Usage of the Clarkstown School District’s natatorium at the Felix Festa Middle School has become a point of contention between two local competing private swim clubs. At tonight’s Board of Education meeting, District Aquatics Director Chris Serra will give a presentation about the current agreement for and propose two options for updating it.
The existing agreement dates back to 2005 when the decision was made by then District Superintendent William Heebink to allocate the preferred swim time slots to the swim club with the most Clarkstown school district taxpayer residents on its roster. Over the years, the contract has been slightly modified. The two swim clubs consistently using the pool are the Condors Swim Club and the New York Sharks.
In the presentation, Serra states, “Very simply the issue on the table is how to objectively assign pool use to potentially multiple swim organizations that each possess Clarkstown residents on their rosters.”

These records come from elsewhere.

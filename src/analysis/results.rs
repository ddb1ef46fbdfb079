//! Result value objects produced by the analyzers

use serde::Serialize;

/// Phantom identifiers found in one SQL text
#[derive(Debug, Clone, PartialEq, Serialize)]
pub struct HallucinationReport {
    pub phantom_tables: Vec<String>,
    pub phantom_columns: Vec<String>,
    pub phantom_functions: Vec<String>,
    pub total_hallucinations: usize,
    /// phantoms / max(1, identifiers examined), always within [0, 1]
    pub hallucination_score: f64,
}

impl HallucinationReport {
    pub fn new(
        phantom_tables: Vec<String>,
        phantom_columns: Vec<String>,
        phantom_functions: Vec<String>,
        examined: usize,
    ) -> Self {
        let total_hallucinations =
            phantom_tables.len() + phantom_columns.len() + phantom_functions.len();
        let hallucination_score = total_hallucinations as f64 / examined.max(1) as f64;
        Self {
            phantom_tables,
            phantom_columns,
            phantom_functions,
            total_hallucinations,
            hallucination_score,
        }
    }

    pub fn is_clean(&self) -> bool {
        self.total_hallucinations == 0
    }
}

/// Outcome of validating SQL against a schema
#[derive(Debug, Clone, PartialEq, Serialize)]
pub struct ValidationResult {
    pub is_valid: bool,
    pub errors: Vec<String>,
    pub warnings: Vec<String>,
    #[serde(skip_serializing_if = "Option::is_none")]
    pub hallucination_report: Option<HallucinationReport>,
}

impl ValidationResult {
    /// `is_valid` is derived from `errors`
    pub fn new(
        errors: Vec<String>,
        warnings: Vec<String>,
        hallucination_report: Option<HallucinationReport>,
    ) -> Self {
        Self {
            is_valid: errors.is_empty(),
            errors,
            warnings,
            hallucination_report,
        }
    }

    pub fn valid() -> Self {
        Self::new(Vec::new(), Vec::new(), None)
    }
}

/// One ON-clause equality of a join, checked against declared foreign keys
#[derive(Debug, Clone, PartialEq, Eq, Serialize)]
pub struct JoinCheck {
    /// Bare name of the joined table
    pub joined_table: String,
    /// Left operand, `table.column` when its table is known
    pub left: String,
    /// Right operand, `table.column` when its table is known
    pub right: String,
    /// Whether a foreign key links the two sides in either direction.
    /// Pairs with an unqualified side cannot be checked and count as linked.
    pub has_foreign_key_path: bool,
}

In early July, the board approved a contract for the clubs that resulted in public protests from the Sharks. Since mid July Serra, who is also the district's director of physical education and athletics, has met with and been in contact with both swim organizations. His proposal includes three solutions, one would basically leave the contract as is and the others would modify it by allocating the 16 swimming lanes and preferred timeslots differently.
One possibility would establish a majority/minority division of lanes and times based on the number of Clarkstown members in the swim club. The other option would evenly split the lanes and preferred swimming slots if the two clubs have Clarkstown resident enrollments that do not vary by more than 50 members. According to Serra, the overseeing organization of Metropolitan Swimming does not have any regulation that would prevent the two swim clubs from using the pool at the same time.

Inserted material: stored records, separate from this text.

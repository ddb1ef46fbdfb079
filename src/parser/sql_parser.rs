//! Multi-dialect SQL parsing with graceful degradation.
//!
//! Parsing never fails: the requested dialect is tried first, then a fixed
//! fallback chain, then a per-statement salvage that keeps whatever parses
//! and regex-scans the rest.

use sqlparser::ast::Statement;
use sqlparser::dialect::GenericDialect;
use sqlparser::parser::{Parser, ParserError};
use tracing::{debug, warn};

use super::dialect::SqlDialect;
use super::ident_extract::IdentifierSet;
use super::salvage::salvage_nodes;
use super::tree::{ParseOutcome, StructuralTree};

/// Fallback grammars in order; `None` is the generic grammar
const FALLBACK_DIALECTS: [Option<SqlDialect>; 4] = [
    Some(SqlDialect::Postgres),
    Some(SqlDialect::BigQuery),
    Some(SqlDialect::Snowflake),
    None,
];

fn parse_with(sql: &str, dialect: Option<SqlDialect>) -> Result<Vec<Statement>, ParserError> {
    let parser_dialect = SqlDialect::parser_dialect_for(dialect);
    Parser::parse_sql(parser_dialect.as_ref(), sql)
}

fn dialect_label(dialect: Option<SqlDialect>) -> &'static str {
    dialect.map(SqlDialect::name).unwrap_or("generic")
}

/// Parse SQL into a structural tree for the named dialect.
///
/// An empty or unrecognized dialect name parses with the generic grammar.
/// See [`ParseOutcome`] for how the caller can tell a clean parse from a
/// fallback or a salvage.
pub fn parse(sql: &str, dialect: &str) -> StructuralTree {
    parse_dialect(sql, SqlDialect::from_name(dialect))
}

/// Parse SQL with an already-normalized dialect
pub fn parse_dialect(sql: &str, dialect: Option<SqlDialect>) -> StructuralTree {
    match parse_with(sql, dialect) {
        Ok(statements) => {
            return StructuralTree::build(statements, Vec::new(), ParseOutcome::Clean { dialect });
        }
        Err(e) => {
            debug!(dialect = dialect_label(dialect), error = %e, "primary parse failed");
        }
    }

    for fallback in FALLBACK_DIALECTS {
        if fallback == dialect {
            continue;
        }
        match parse_with(sql, fallback) {
            Ok(statements) => {
                debug!(dialect = dialect_label(fallback), "fallback parse succeeded");
                return StructuralTree::build(
                    statements,
                    Vec::new(),
                    ParseOutcome::Fallback { dialect: fallback },
                );
            }
            Err(e) => {
                debug!(dialect = dialect_label(fallback), error = %e, "fallback parse failed");
            }
        }
    }

    warn!("no dialect accepted the SQL; salvaging a best-effort tree");
    salvage(sql)
}

/// Parse each `;`-separated piece on its own, scanning the pieces that fail
fn salvage(sql: &str) -> StructuralTree {
    let dialect = GenericDialect {};
    let mut statements = Vec::new();
    let mut salvaged = Vec::new();

    for piece in split_statements(sql) {
        match Parser::parse_sql(&dialect, piece) {
            Ok(parsed) => statements.extend(parsed),
            Err(_) => salvaged.extend(salvage_nodes(piece)),
        }
    }

    StructuralTree::build(statements, salvaged, ParseOutcome::Degraded)
}

/// Split on semicolons outside quotes
fn split_statements(sql: &str) -> Vec<&str> {
    let mut pieces = Vec::new();
    let mut start = 0;
    let mut quote: Option<char> = None;

    for (idx, ch) in sql.char_indices() {
        match (quote, ch) {
            (Some(q), c) if c == q => quote = None,
            (Some(_), _) => {}
            (None, '\'' | '"' | '`') => quote = Some(ch),
            (None, ';') => {
                pieces.push(&sql[start..idx]);
                start = idx + 1;
            }
            _ => {}
        }
    }
    pieces.push(&sql[start..]);

    pieces
        .into_iter()
        .filter(|piece| !piece.trim().is_empty())
        .collect()
}

/// Check whether the requested dialect (or a fallback) accepts the SQL.
///
/// Returns the primary dialect's error message when nothing parses.
pub fn validate_syntax(sql: &str, dialect: &str) -> Result<(), String> {
    let dialect = SqlDialect::from_name(dialect);
    let primary_error = match parse_with(sql, dialect) {
        Ok(_) => return Ok(()),
        Err(e) => e.to_string(),
    };

    let accepted = FALLBACK_DIALECTS
        .iter()
        .filter(|&&fallback| fallback != dialect)
        .any(|&fallback| parse_with(sql, fallback).is_ok());
    if accepted {
        Ok(())
    } else {
        Err(primary_error)
    }
}

/// Extract all referenced identifiers from SQL
pub fn extract_identifiers(sql: &str, dialect: &str) -> IdentifierSet {
    IdentifierSet::from_tree(&parse(sql, dialect))
}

Among Serra’s stated advantages of updating the agreement are increased pool practice times for both clubs and additional revenue for the Clarkstown district.
The second presentation by Assistant Superintendent for Business, Facilities and Fiscal Management John LaNave will focus on the town’s imposition of a one percent . In May, voters approved the district’s budget, which raised the tax levy by two percent and kept it within the state property tax cap.
The town’s surcharge raises the total increase borne by taxpayers to three percent. The town is permitted by state law to collect a surcharge. Clarkstown plans to use the proceeds of the surcharge estimated at $1.5 million to offset costs passed by Rockland County to the town, a move which town officials criticized.
Tonight’s school board meeting begins at 8 p.m.